Aug 26,2019 - Last updated at Aug 26,2019

There has been a chorus of liberal lamentations over the flap created by Israeli Prime Minister Benjamin Netanyahu’s decision to deny two US Congresswomen, Rashida Tlaib and Ilhan Omar, the right to visit occupied Palestinian lands. The anguish expressed by a number of politicians and commentators has taken a variety of forms, most, however, completely missing the mark.

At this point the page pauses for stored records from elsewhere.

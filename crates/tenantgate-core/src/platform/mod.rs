// Copyright (C) 2025 SyncMyOrders Sp. z o.o.
// SPDX-License-Identifier: AGPL-3.0-or-later
//! Automation platform port.
//!
//! [`JobPlatform`] is the narrow surface the services need from the
//! automation platform. [`tenantgate_awx::AwxClient`] implements it in
//! [`awx`]; [`MockPlatform`] is an in-memory double for tests.

mod awx;
pub mod mock;

pub use mock::MockPlatform;

use async_trait::async_trait;
use serde_json::Value;

/// A job as seen by the platform.
#[derive(Debug, Clone, PartialEq, Eq)]
pub struct PlatformJob {
    /// External job id.
    pub id: i64,
    /// Raw platform status, unmapped.
    pub status: String,
}

/// Errors reported by a [`JobPlatform`].
#[derive(Debug, Clone, thiserror::Error)]
pub enum PlatformError {
    /// The template or job does not exist.
    #[error("not found: {0}")]
    NotFound(String),

    /// No response was received (connection failure, timeout).
    #[error("platform unavailable: {0}")]
    Unavailable(String),

    /// The platform answered with an error status.
    #[error("platform rejected request (status {status}): {message}")]
    Rejected { status: u16, message: String },

    /// Bad configuration or an unexpected response shape.
    #[error("invalid platform interaction: {0}")]
    Invalid(String),
}

impl PlatformError {
    /// Whether the platform reported the resource as absent.
    pub fn is_not_found(&self) -> bool {
        matches!(self, PlatformError::NotFound(_))
    }
}

/// Operations on the automation platform.
///
/// Reads are idempotent. [`launch_job`](Self::launch_job) is not and callers
/// must never retry it automatically.
#[async_trait]
pub trait JobPlatform: Send + Sync {
    /// Resolve a template id from its exact name.
    async fn resolve_template_id(&self, name: &str) -> Result<i64, PlatformError>;

    /// Launch a template and return the external job id.
    async fn launch_job(&self, template_id: i64, variables: Value) -> Result<i64, PlatformError>;

    /// Fetch the current raw status of a job.
    async fn get_job(&self, job_id: i64) -> Result<PlatformJob, PlatformError>;

    /// Jobs of a template in pending, waiting or running state.
    async fn list_running_jobs(&self, template_id: i64) -> Result<Vec<PlatformJob>, PlatformError>;
}
// Copyright (C) 2025 SyncMyOrders Sp. z o.o.
// SPDX-License-Identifier: AGPL-3.0-or-later
//! Tenantgate Core - Self-Service Gateway
//!
//! Lets tenants provision resources through automation platform jobs and
//! manage their own cluster namespaces, while keeping a local record of what
//! each tenant owns and an audit trail of every attempt.
//!
//! # Architecture
//!
//! ```text
//! ┌───────────────────────────────────────────────────────────────┐
//! │                  request layer (not included)                  │
//! └───────────────────────────────────────────────────────────────┘
//!                 │                                 │
//!                 ▼                                 ▼
//! ┌───────────────────────────┐     ┌───────────────────────────┐
//! │    ProvisioningService    │     │     NamespaceService      │
//! │  launch guard, launch,    │     │  ownership checks, create │
//! │  record, spawn monitor    │     │  delete, orphan handling  │
//! └───────────────────────────┘     └───────────────────────────┘
//!       │            │                    │             │
//!       │            ▼                    │             │
//!       │   ┌──────────────────┐          │             │
//!       │   │ MonitorSupervisor│          │             │
//!       │   │  JobMonitor x N  │          │             │
//!       │   └──────────────────┘          │             │
//!       ▼            │                    ▼             │
//! ┌────────────┐     │             ┌────────────┐       │
//! │ JobPlatform│◄────┘             │ ClusterApi │       │
//! │   (AWX)    │                   │   (k8s)    │       │
//! └────────────┘                   └────────────┘       │
//!                                                       ▼
//! ┌───────────────────────────────────────────────────────────────┐
//! │          RecordStore (PostgreSQL, or SQLite embedded)          │
//! │            provisioning_jobs · namespaces · history            │
//! └───────────────────────────────────────────────────────────────┘
//! ```
//!
//! # Operations
//!
//! | Operation | Errors |
//! |-----------|--------|
//! | [`ProvisioningService::provision`] | `TEMPLATE_NOT_FOUND`, `ACTIVE_JOB_EXISTS`, `LAUNCH_FAILED`, `LAUNCHED_UNRECORDED` |
//! | [`ProvisioningService::get_job_status`] | `JOB_NOT_FOUND` |
//! | [`ProvisioningService::check_active_job`] | `TEMPLATE_NOT_FOUND` |
//! | [`NamespaceService::create`] | `NAMESPACE_EXISTS_IN_CLUSTER`, `NAMESPACE_EXISTS_IN_STORE`, `CLUSTER_ORPHAN` |
//! | [`NamespaceService::delete`] | `NAMESPACE_NOT_FOUND`, `RECORD_ORPHAN` |
//! | [`NamespaceService::list_by_customer`] | `PERSISTENCE_ERROR` |
//!
//! Any operation may also fail with `VALIDATION_ERROR`,
//! `EXTERNAL_SYSTEM_ERROR` or `PERSISTENCE_ERROR`. Codes come from
//! [`Error::error_code`].
//!
//! # Configuration
//!
//! See [`config::Config::from_env`] for the environment variables read by
//! the `tenantgate` binary.
//!
//! [`ProvisioningService::provision`]: provisioning::ProvisioningService::provision
//! [`ProvisioningService::get_job_status`]: provisioning::ProvisioningService::get_job_status
//! [`ProvisioningService::check_active_job`]: provisioning::ProvisioningService::check_active_job
//! [`NamespaceService::create`]: namespaces::NamespaceService::create
//! [`NamespaceService::delete`]: namespaces::NamespaceService::delete
//! [`NamespaceService::list_by_customer`]: namespaces::NamespaceService::list_by_customer

pub mod audit;
pub mod cluster;
pub mod config;
pub mod error;
pub mod job_monitor;
pub mod metrics;
pub mod migrations;
pub mod namespaces;
pub mod platform;
pub mod provisioning;
pub mod runtime;
pub mod status;
pub mod store;
pub mod supervisor;

pub use error::{Error, ErrorKind, Result};
pub use metrics::{GatewayMetrics, MetricsSnapshot};
pub use namespaces::NamespaceService;
pub use provisioning::{ProvisionRequest, ProvisionResponse, ProvisioningService};
pub use runtime::GatewayRuntime;
pub use status::{JobStatus, JobStatusView};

Some Democrats have blamed US President Donald Trump saying that it was his tweet to Netanyahu that caused the Israeli to reverse himself and deny entry. Others expressed “deep disappointment” with the Netanyahu decision, worrying about the impact it would have on the growing partisan divide in attitudes toward Israel. Still others put these two concerns together, insisting that it is the Trump/Netanyahu partnership that is solely responsible for the breakdown of bipartisan support for Israel.

These views are ahistorical, naïve and insulting to the intelligence of the many American political constituencies, whose views toward the Israeli-Palestinian conflict have changed during the past several decades. They also, quite amazingly, ignore the role played by the growing public awareness of the sheer brutality of the Israeli occupation and the resultant reality of Palestinian suffering.

To be clear, while support for Israel, in the abstract, has always been strong, there has long been a partisan divide in attitudes toward Israeli policies. This was evident during the First Intifada, when many Democratic voters recoiled at Israel’s brutal response to stone-throwing Palestinian youth. At the 1988 Democratic Convention, as polls showed growing Democratic sympathy for Palestinians, I led the Jackson delegation’s push for a pro-Palestinian peace plank in the party platform with the support of more than 1,200 delegates. 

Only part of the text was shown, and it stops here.